• [Work task]
The required result is every line of the records that includes "OpenAIProvider".

• [Exercise input]
****************
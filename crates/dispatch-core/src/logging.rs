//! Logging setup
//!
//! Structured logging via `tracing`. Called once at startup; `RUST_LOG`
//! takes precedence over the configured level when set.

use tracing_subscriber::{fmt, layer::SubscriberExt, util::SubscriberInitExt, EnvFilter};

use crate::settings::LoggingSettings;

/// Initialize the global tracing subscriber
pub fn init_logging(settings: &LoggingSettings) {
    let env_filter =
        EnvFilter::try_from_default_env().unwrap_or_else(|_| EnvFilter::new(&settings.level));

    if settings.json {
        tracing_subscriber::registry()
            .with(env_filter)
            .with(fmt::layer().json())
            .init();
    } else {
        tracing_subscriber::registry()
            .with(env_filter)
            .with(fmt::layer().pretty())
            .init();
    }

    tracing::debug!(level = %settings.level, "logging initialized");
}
****************
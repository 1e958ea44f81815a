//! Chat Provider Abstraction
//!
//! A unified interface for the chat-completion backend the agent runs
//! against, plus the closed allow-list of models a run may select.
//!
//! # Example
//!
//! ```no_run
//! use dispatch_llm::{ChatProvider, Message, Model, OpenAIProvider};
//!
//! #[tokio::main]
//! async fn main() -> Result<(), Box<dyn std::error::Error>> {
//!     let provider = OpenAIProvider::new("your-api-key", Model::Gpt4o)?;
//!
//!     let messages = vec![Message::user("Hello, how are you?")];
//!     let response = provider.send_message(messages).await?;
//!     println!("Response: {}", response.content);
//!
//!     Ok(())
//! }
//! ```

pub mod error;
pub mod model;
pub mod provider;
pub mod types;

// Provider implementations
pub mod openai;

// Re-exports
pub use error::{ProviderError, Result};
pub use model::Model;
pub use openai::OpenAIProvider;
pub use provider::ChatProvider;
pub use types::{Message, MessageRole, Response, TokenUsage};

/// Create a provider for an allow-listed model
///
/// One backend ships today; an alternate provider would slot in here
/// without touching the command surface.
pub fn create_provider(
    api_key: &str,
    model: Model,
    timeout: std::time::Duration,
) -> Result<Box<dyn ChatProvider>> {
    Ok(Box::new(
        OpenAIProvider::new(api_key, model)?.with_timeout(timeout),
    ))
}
****************
• [Final answer]
//! use dispatch_llm::{ChatProvider, Message, Model, OpenAIProvider};
//!     let provider = OpenAIProvider::new("your-api-key", Model::Gpt4o)?;
pub use openai::OpenAIProvider;
        OpenAIProvider::new(api_key, model)?.with_timeout(timeout),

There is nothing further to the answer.